Он был редким примером огромной всепоглощающей любви. Памяти Глеба Панфилова

0 17

Уход Глеба Панфилова – конец целой эпохи в нашем кино, уход классика, одного из самых мощных и умных талантов.Борис Кауфман / РИА Новости

Он учился в Уральском политехническом (в дальнейшем Федеральный университет имени Бориса Ельцина), там в любительской киностудии делал первые шаги в кинорежиссуре – сначала документальной: снимал “комсомольские” фильмы типа “Народная милиция”, “Вставай в наш строй”. Потом на Свердловской телестудии поставил свой дебютный игровой получасовой фильм “Дело Курта Клаузевица” из времен Великой Отечественной, где в роли пленного немца впервые снял в кино актера Свердловского театра драмы Анатолия Солоницына – именно там молодого артиста увидел Андрей Тарковский и взял на роль Рублева.

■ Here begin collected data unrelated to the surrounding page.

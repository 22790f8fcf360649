//! Output format value object

use serde::{Deserialize, Serialize};

/// Output format for command results
///
/// This is a domain concept representing how the output should be formatted.
#[derive(Debug, Clone, Copy, PartialEq, Eq, Default, Serialize, Deserialize)]
#[serde(rename_all = "lowercase")]
pub enum OutputFormat {
    /// Human-readable console output (default)
    #[default]
    Text,
    /// JSON output
    Json,
}

#[cfg(test)]
mod tests {
    use super::*;

    #[test]
    fn test_default_is_text() {
        assert_eq!(OutputFormat::default(), OutputFormat::Text);
    }

    #[test]
    fn test_serialize_lowercase() {
        let json = serde_json::to_string(&OutputFormat::Json).unwrap();
        assert_eq!(json, "\"json\"");
    }

    #[test]
    fn test_deserialize_lowercase() {
        let format: OutputFormat = serde_json::from_str("\"text\"").unwrap();
        assert_eq!(format, OutputFormat::Text);
    }
}
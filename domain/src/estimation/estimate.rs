//! Estimate cards and their units

use super::ids::{EstimateId, TaskId};
use crate::core::error::DomainError;
use serde::{Deserialize, Serialize};

/// Unit an estimate's numeric value is expressed in.
///
/// The integer codes (1..=4) are stable and used when importing rows that
/// carry the unit as a number.
#[derive(Debug, Clone, Copy, PartialEq, Eq, Hash, Default, Serialize, Deserialize)]
#[serde(rename_all = "snake_case")]
pub enum EstimateUnit {
    StoryPoints,
    #[default]
    PersonDays,
    PersonMonths,
    PersonYears,
}

impl EstimateUnit {
    pub const ALL: [EstimateUnit; 4] = [
        EstimateUnit::StoryPoints,
        EstimateUnit::PersonDays,
        EstimateUnit::PersonMonths,
        EstimateUnit::PersonYears,
    ];

    pub fn code(&self) -> u8 {
        match self {
            EstimateUnit::StoryPoints => 1,
            EstimateUnit::PersonDays => 2,
            EstimateUnit::PersonMonths => 3,
            EstimateUnit::PersonYears => 4,
        }
    }

    pub fn from_code(code: u8) -> Result<Self, DomainError> {
        match code {
            1 => Ok(EstimateUnit::StoryPoints),
            2 => Ok(EstimateUnit::PersonDays),
            3 => Ok(EstimateUnit::PersonMonths),
            4 => Ok(EstimateUnit::PersonYears),
            other => Err(DomainError::InvalidUnitCode(other)),
        }
    }

    pub fn label(&self) -> &'static str {
        match self {
            EstimateUnit::StoryPoints => "story points",
            EstimateUnit::PersonDays => "person days",
            EstimateUnit::PersonMonths => "person months",
            EstimateUnit::PersonYears => "person years",
        }
    }
}

impl std::fmt::Display for EstimateUnit {
    fn fmt(&self, f: &mut std::fmt::Formatter<'_>) -> std::fmt::Result {
        f.write_str(self.label())
    }
}

impl std::str::FromStr for EstimateUnit {
    type Err = DomainError;

    /// Accepts "person days", "person_days", "person-days" in any case.
    fn from_str(s: &str) -> Result<Self, Self::Err> {
        let normalized = s.trim().to_lowercase().replace(['_', '-'], " ");
        Self::ALL
            .into_iter()
            .find(|unit| unit.label() == normalized)
            .ok_or_else(|| DomainError::InvalidUnit(s.to_string()))
    }
}

/// A single card in a task's deck.
#[derive(Debug, Clone, PartialEq, Serialize, Deserialize)]
pub struct Estimate {
    pub id: EstimateId,
    pub task_id: TaskId,
    /// What is printed on the card ("5", "1/2", "?", "coffee")
    pub complexity_symbol: String,
    pub unit: EstimateUnit,
    /// Magnitude in `unit`. Negative means the card has no numeric meaning.
    pub unit_value: f64,
}

impl Estimate {
    /// Sentinel stored in `unit_value` for cards like "?" and "coffee"
    pub const NON_NUMERIC: f64 = -1.0;

    /// Numeric value of this card, or `None` for sentinel cards.
    ///
    /// Aggregations (sums, averages) must only use values returned here.
    pub fn numeric_value(&self) -> Option<f64> {
        (self.unit_value >= 0.0).then_some(self.unit_value)
    }

    pub fn is_numeric(&self) -> bool {
        self.numeric_value().is_some()
    }
}

/// Average of the numeric cards, `None` when there are none
pub fn numeric_average<'a>(estimates: impl IntoIterator<Item = &'a Estimate>) -> Option<f64> {
    let values: Vec<f64> = estimates
        .into_iter()
        .filter_map(Estimate::numeric_value)
        .collect();
    if values.is_empty() {
        None
    } else {
        Some(values.iter().sum::<f64>() / values.len() as f64)
    }
}
//! Voting domain
//!
//! Pure rules of the planning poker rounds. Nothing here touches storage.
//!
//! # Round lifecycle
//!
//! ```text
//!   story created
//!        │
//!        ▼
//!  ┌────────────────┐  vote (not last)   ┌────────────────┐
//!  │ Voting(n)      │ ─────────────────▶ │ Voting(n)      │
//!  └────────────────┘                    └────────────────┘
//!        │ vote closing the round
//!        ▼
//!  ┌────────────────┐
//!  │ RoundComplete  │  round n stays queryable,
//!  │ (n)            │  story moves on to Voting(n + 1)
//!  └────────────────┘
//! ```

pub mod consensus;
pub mod distribution;
pub mod round;
pub mod transition;
pub mod vote;

pub use consensus::ConsensusValue;
pub use distribution::RoundDistribution;
pub use round::RoundStatus;
pub use transition::VoteTransition;
pub use vote::{UserEstimate, Vote, distinct_voters, estimates_by_user, has_vote_from, sort_by_user};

Глеб Панфилов был упрям и настойчив, но не самонадеян, он уже тогда проявлял черты перфекциониста. Свой сценарий “В огне брода нет” он десятки раз выверял, переписывал и шлифовал, в конце концов повез в Москву и пробился к крупнейшему нашему драматургу Евгению Габриловичу, чтобы тот дал не только благословение, но и помог довести идею до ума. В титрах фильма стоят два имени: Габрилович и Панфилов. Потом очень долго искал актрису на главную роль. И когда нашел Инну Чурикову – нашел и свой идеал. Возникший творческий союз сохранился на всю жизнь, стал союзом семейным, а Чурикова из исполнительницы второстепенных тюзовских ролей стала великой актрисой, звездой театра и кино, одной из уникальных фигур нашего искусства.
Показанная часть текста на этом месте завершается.